Pancaroba baru saja tiba. "Kau darimana saja?" tanyaku siang ini.
Ia hanya tersenyum kering. "Lha kau sendiri darimana?" ia malah bertanya balik kepadaku.
"Aku baru saja keluar dari rerimbun keringat" seraya kuseka peluh di kening, pipi dan leher.
"Di tubuhmu, keringat dan hangat sedang bercinta" puji Pancaroba.
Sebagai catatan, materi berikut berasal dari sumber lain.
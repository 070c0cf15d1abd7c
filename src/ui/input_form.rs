use crate::app::{App, UiMode};
use crate::persistence::ThemeVariant;
use crate::ui::{
    layout::create_modal_area,
    styles::{modal_bg_style, modal_title_style},
};
use ratatui::{
    layout::Rect,
    text::{Line, Span},
    widgets::{Block, Borders, Clear, Paragraph, Wrap},
    Frame,
};

/// Render the input form for the add/rename/edit/split dialogs
pub fn render_input_form(f: &mut Frame, app: &App, area: Rect) {
    if let Some(form) = &app.input_form {
        let variant = app.theme_variant();
        let modal_area = create_modal_area(area);

        // Clear the area behind the form
        f.render_widget(Clear, modal_area);

        let title_text = match app.ui_mode {
            UiMode::AddingTask => " Add Task ",
            UiMode::RenamingTask => " Rename Task ",
            UiMode::EditingSession => " Edit Session ",
            UiMode::SplittingSession => " Split Session ",
            _ => " Input ",
        };

        let mut lines = Vec::new();
        lines.push(Line::raw(""));

        match app.ui_mode {
            UiMode::AddingTask | UiMode::RenamingTask => {
                lines.push(Line::raw("Name:"));
                lines.push(field_line(&form.name, true, variant));
                lines.push(Line::raw(""));
                lines.push(Line::raw("Enter to save  ·  Esc to cancel"));
            }
            UiMode::EditingSession => {
                let start_label = if form.editing_field == 0 {
                    "Start: (editing)"
                } else {
                    "Start:"
                };
                lines.push(Line::raw(start_label));
                lines.push(field_line(&form.start, form.editing_field == 0, variant));
                lines.push(Line::raw(""));

                let end_label = if form.editing_field == 1 {
                    "End: (editing)"
                } else {
                    "End:"
                };
                lines.push(Line::raw(end_label));
                lines.push(field_line(&form.end, form.editing_field == 1, variant));
                lines.push(Line::raw(""));
                lines.push(Line::raw("A blank end keeps the session running"));
                lines.push(Line::raw(
                    "Tab to switch fields  ·  Enter to save  ·  Esc to cancel",
                ));
            }
            UiMode::SplittingSession => {
                lines.push(Line::raw("Split at (e.g. 2024-03-01 09:45):"));
                lines.push(field_line(&form.start, true, variant));
                lines.push(Line::raw(""));
                lines.push(Line::raw("Enter to split  ·  Esc to cancel"));
            }
            _ => {}
        }

        let paragraph = Paragraph::new(lines)
            .block(
                Block::default()
                    .borders(Borders::ALL)
                    .title(Span::styled(title_text, modal_title_style(variant)))
                    .style(modal_bg_style(variant)),
            )
            .wrap(Wrap { trim: false });

        f.render_widget(paragraph, modal_area);
    }
}

/// One editable field, with a block cursor when it has focus
fn field_line(value: &str, editing: bool, variant: ThemeVariant) -> Line<'static> {
    let mut spans = vec![
        Span::raw("> "),
        Span::styled(value.to_string(), modal_title_style(variant)),
    ];
    if editing {
        spans.push(Span::styled("█".to_string(), modal_title_style(variant)));
    }
    Line::from(spans)
}
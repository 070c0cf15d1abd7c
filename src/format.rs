use crate::domain::Millis;
use chrono::{Local, NaiveDateTime, TimeZone};

/// Format a duration in milliseconds as a clock-style string.
/// "1:02:05" with hours, "4:09" with minutes only, "0:42" under a minute.
pub fn format_duration(ms: Millis) -> String {
    let total_seconds = (ms / 1000).max(0);
    let seconds = total_seconds % 60;
    let minutes = (total_seconds / 60) % 60;
    let hours = total_seconds / 3600;

    if hours > 0 {
        format!("{}:{:02}:{:02}", hours, minutes, seconds)
    } else if minutes > 0 {
        format!("{}:{:02}", minutes, seconds)
    } else {
        format!("0:{:02}", seconds)
    }
}

/// Render an epoch-millisecond timestamp in local time, minute precision
pub fn format_stamp(ms: Millis) -> String {
    match Local.timestamp_millis_opt(ms).single() {
        Some(dt) => dt.format("%Y-%m-%d %H:%M").to_string(),
        None => "invalid time".to_string(),
    }
}

/// Render a timestamp with seconds, the format the session form pre-fills
/// so edits round-trip without losing precision
pub fn format_stamp_precise(ms: Millis) -> String {
    match Local.timestamp_millis_opt(ms).single() {
        Some(dt) => dt.format("%Y-%m-%d %H:%M:%S").to_string(),
        None => "invalid time".to_string(),
    }
}

/// Render only the time-of-day part of a timestamp
pub fn format_time_of_day(ms: Millis) -> String {
    match Local.timestamp_millis_opt(ms).single() {
        Some(dt) => dt.format("%H:%M").to_string(),
        None => "--:--".to_string(),
    }
}

/// Wall clock with seconds for the header bar
pub fn format_clock(ms: Millis) -> String {
    match Local.timestamp_millis_opt(ms).single() {
        Some(dt) => dt.format("%H:%M:%S").to_string(),
        None => "--:--:--".to_string(),
    }
}

/// Parse a local timestamp typed into the session form.
/// Accepts "2024-03-01 09:15:30" and the minute-precision "2024-03-01 09:15".
pub fn parse_stamp(input: &str) -> Option<Millis> {
    let trimmed = input.trim();
    let naive = NaiveDateTime::parse_from_str(trimmed, "%Y-%m-%d %H:%M:%S")
        .or_else(|_| NaiveDateTime::parse_from_str(trimmed, "%Y-%m-%d %H:%M"))
        .ok()?;
    Local
        .from_local_datetime(&naive)
        .earliest()
        .map(|dt| dt.timestamp_millis())
}

#[cfg(test)]
mod tests {
    use super::*;

    #[test]
    fn test_format_duration_seconds_only() {
        assert_eq!(format_duration(0), "0:00");
        assert_eq!(format_duration(999), "0:00");
        assert_eq!(format_duration(5_000), "0:05");
        assert_eq!(format_duration(59_000), "0:59");
    }

    #[test]
    fn test_format_duration_minutes() {
        assert_eq!(format_duration(60_000), "1:00");
        assert_eq!(format_duration(65_000), "1:05");
        assert_eq!(format_duration(249_000), "4:09");
        assert_eq!(format_duration(3_599_000), "59:59");
    }

    #[test]
    fn test_format_duration_hours() {
        assert_eq!(format_duration(3_600_000), "1:00:00");
        assert_eq!(format_duration(3_725_000), "1:02:05");
        assert_eq!(format_duration(36_000_000), "10:00:00");
    }

    #[test]
    fn test_format_duration_negative_clamps() {
        assert_eq!(format_duration(-1), "0:00");
        assert_eq!(format_duration(-3_600_000), "0:00");
    }

    #[test]
    fn test_parse_stamp_round_trip() {
        // Round-trip through the local zone so the test is timezone-neutral
        let now = Local::now().timestamp_millis();
        let minute = now - now % 60_000;
        let parsed = parse_stamp(&format_stamp(minute)).unwrap();
        assert_eq!(parsed, minute);
    }

    #[test]
    fn test_precise_stamp_round_trips_seconds() {
        let now = Local::now().timestamp_millis();
        let second = now - now % 1_000;
        let parsed = parse_stamp(&format_stamp_precise(second)).unwrap();
        assert_eq!(parsed, second);
    }

    #[test]
    fn test_parse_stamp_with_seconds() {
        let parsed = parse_stamp("2024-03-01 09:15:30").unwrap();
        let reparsed = parse_stamp("2024-03-01 09:15").unwrap();
        assert_eq!(parsed - reparsed, 30_000);
    }

    #[test]
    fn test_parse_stamp_invalid() {
        assert_eq!(parse_stamp(""), None);
        assert_eq!(parse_stamp("yesterday"), None);
        assert_eq!(parse_stamp("2024-13-40 99:99"), None);
    }
}
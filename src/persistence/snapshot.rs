use crate::domain::{Session, Task, TaskState};
use anyhow::{Context, Result};
use serde_json::Value;
use tracing::warn;
use uuid::Uuid;

/// Name given to snapshot records that lost theirs
pub const UNTITLED_NAME: &str = "Untitled Task";

/// Encode tasks for the tasks slot.
///
/// The output is byte-stable for identical state, which the store relies on
/// to skip redundant writes.
pub fn encode_tasks(tasks: &[Task]) -> Result<String> {
    serde_json::to_string_pretty(tasks).context("Failed to encode task snapshot")
}

/// Decode the tasks slot strictly. Used by import, where malformed input
/// should fail loudly instead of degrading.
pub fn decode_tasks_strict(payload: &str) -> Result<Vec<Task>> {
    serde_json::from_str(payload).context("Failed to parse task snapshot")
}

/// Decode the tasks slot, recovering whatever is usable.
///
/// Snapshots come back from disk after crashes, manual edits and version
/// skew, so decoding is field by field: a record missing its id is skipped,
/// anything else missing or mistyped falls back to a default. Never fails.
pub fn decode_tasks(payload: &str) -> Vec<Task> {
    let root: Value = match serde_json::from_str(payload) {
        Ok(value) => value,
        Err(err) => {
            warn!("task snapshot is not valid JSON, starting empty: {}", err);
            return Vec::new();
        }
    };

    let records = match root {
        Value::Array(records) => records,
        _ => {
            warn!("task snapshot is not an array, starting empty");
            return Vec::new();
        }
    };

    let mut tasks = Vec::new();
    for record in &records {
        match decode_task(record) {
            Some(task) => tasks.push(task),
            None => warn!("skipping task record without a usable id"),
        }
    }
    tasks
}

/// Decode one task record; None only when the id is missing or unusable
fn decode_task(record: &Value) -> Option<Task> {
    let id = record
        .get("id")
        .and_then(Value::as_str)
        .and_then(|s| Uuid::parse_str(s).ok())?;

    let name = record
        .get("name")
        .and_then(Value::as_str)
        .filter(|s| !s.is_empty())
        .unwrap_or(UNTITLED_NAME)
        .to_string();

    let state = record
        .get("state")
        .and_then(Value::as_str)
        .and_then(TaskState::from_tag)
        .unwrap_or_default();

    let sessions = match record.get("sessions").and_then(Value::as_array) {
        Some(entries) => entries.iter().filter_map(decode_session).collect(),
        None => Vec::new(),
    };

    Some(Task {
        id,
        name,
        state,
        sessions,
    })
}

/// Decode one session entry; entries without a numeric start are dropped
fn decode_session(entry: &Value) -> Option<Session> {
    let start = match entry.get("start").and_then(Value::as_i64) {
        Some(start) => start,
        None => {
            warn!("dropping session entry without a numeric start");
            return None;
        }
    };
    // A missing or mistyped end means the session never closed
    let end = entry.get("end").and_then(Value::as_i64);

    Some(Session {
        id: Uuid::new_v4(),
        start,
        end,
    })
}

#[cfg(test)]
mod tests {
    use super::*;
    use pretty_assertions::assert_eq;

    fn fixed_task() -> Task {
        let mut task = Task::new("Write docs".to_string());
        task.id = Uuid::parse_str("6f9fd012-74b8-41d1-a83d-0a8953a9d3c4").unwrap();
        task.sessions.push(Session::closed(1_000, 2_000));
        task.sessions.push(Session::new(3_000));
        task
    }

    #[test]
    fn test_encode_shape() {
        let encoded = encode_tasks(&[fixed_task()]).unwrap();
        let expected = r#"[
  {
    "id": "6f9fd012-74b8-41d1-a83d-0a8953a9d3c4",
    "name": "Write docs",
    "state": "active",
    "sessions": [
      {
        "start": 1000,
        "end": 2000
      },
      {
        "start": 3000
      }
    ]
  }
]"#;
        assert_eq!(encoded, expected);
    }

    #[test]
    fn test_encode_is_stable() {
        let tasks = vec![fixed_task()];
        assert_eq!(encode_tasks(&tasks).unwrap(), encode_tasks(&tasks).unwrap());
    }

    #[test]
    fn test_decode_round_trip() {
        let original = fixed_task();
        let decoded = decode_tasks(&encode_tasks(&[original.clone()]).unwrap());

        assert_eq!(decoded.len(), 1);
        assert_eq!(decoded[0].id, original.id);
        assert_eq!(decoded[0].name, original.name);
        assert_eq!(decoded[0].state, original.state);
        assert_eq!(decoded[0].sessions.len(), 2);
        assert_eq!(decoded[0].sessions[0].key(), original.sessions[0].key());
        assert_eq!(decoded[0].sessions[1].key(), original.sessions[1].key());
    }

    #[test]
    fn test_decode_garbage_starts_empty() {
        assert!(decode_tasks("not json at all").is_empty());
        assert!(decode_tasks("").is_empty());
        assert!(decode_tasks("{\"id\": \"x\"}").is_empty()); // object, not array
    }

    #[test]
    fn test_decode_skips_records_without_id() {
        let payload = r#"[
            {"name": "no id here", "state": "active", "sessions": []},
            {"id": "not-a-uuid", "name": "bad id", "state": "active"},
            {"id": "6f9fd012-74b8-41d1-a83d-0a8953a9d3c4", "name": "kept", "state": "active"}
        ]"#;
        let decoded = decode_tasks(payload);
        assert_eq!(decoded.len(), 1);
        assert_eq!(decoded[0].name, "kept");
    }

    #[test]
    fn test_decode_defaults_name_and_state() {
        let payload = r#"[
            {"id": "6f9fd012-74b8-41d1-a83d-0a8953a9d3c4"},
            {"id": "11f460a0-2a6a-4a75-bc1c-264a6943b1e7", "name": "", "state": "paused"}
        ]"#;
        let decoded = decode_tasks(payload);
        assert_eq!(decoded.len(), 2);
        assert_eq!(decoded[0].name, UNTITLED_NAME);
        assert_eq!(decoded[0].state, TaskState::Active);
        assert!(decoded[0].sessions.is_empty());
        // Empty name and unknown state tag both fall back
        assert_eq!(decoded[1].name, UNTITLED_NAME);
        assert_eq!(decoded[1].state, TaskState::Active);
    }

    #[test]
    fn test_decode_tolerates_bad_sessions() {
        let payload = r#"[
            {
                "id": "6f9fd012-74b8-41d1-a83d-0a8953a9d3c4",
                "name": "T",
                "state": "finished",
                "sessions": [
                    {"start": 1000, "end": 2000},
                    {"end": 5000},
                    {"start": "tuesday"},
                    {"start": 3000, "end": "later"}
                ]
            },
            {
                "id": "11f460a0-2a6a-4a75-bc1c-264a6943b1e7",
                "name": "U",
                "state": "active",
                "sessions": "oops"
            }
        ]"#;
        let decoded = decode_tasks(payload);
        assert_eq!(decoded.len(), 2);

        // Entries without a numeric start are dropped; a mistyped end
        // leaves the session running
        assert_eq!(decoded[0].sessions.len(), 2);
        assert_eq!(decoded[0].sessions[0].end, Some(2_000));
        assert_eq!(decoded[0].sessions[1].start, 3_000);
        assert_eq!(decoded[0].sessions[1].end, None);

        // A non-array sessions field decodes as no sessions
        assert!(decoded[1].sessions.is_empty());
    }

    #[test]
    fn test_decode_strict_rejects_garbage() {
        assert!(decode_tasks_strict("not json").is_err());
        assert!(decode_tasks_strict(r#"[{"name": "missing id"}]"#).is_err());
        assert!(decode_tasks_strict("[]").unwrap().is_empty());
    }
}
"Duduklah dulu, negeri ini sedang dirgahayu" balasku menawarkan sejengkal kemarau
Siang ini Pancaroba menunggu pengumuman, kapan lomba balap karung akan digelar. Katanya terik telah merindukan kulit legam bocah-bocah pemain bola yang seusai letih lalu memandikan bahagianya di kali.
Tak hanya itu, mentari sebagai rahim semangat menggelora pun terus berjuang, bersama para relawan yang hidupnya disandarkan pada vaksin. "Demi vaksin merah putih, kuserahkan harapan pada Tuhan."
Pancaroba bangkit dari duduknya, ia menyusuri ruas jalan yang berkibar bendera merah putih. Permainan anak mengintip dari balik tirai. Sampai senja tiba kulihat jasad-jasad terik bergelimpang diatas rerumputan. Mereka terhunus sepi di hari merdeka, sampai rembulan menggelar do'a bersama saat malam mulai mengubur kemeriahan Agustus.
"Pancaroba, bawalah pergi corona" ucap bocah bertelanjang dada mengangkat bendera merah putih. Puisi meneteskan airmata, "Semoga Tuhan meridhoi negeri ini, jayalah Indonesia."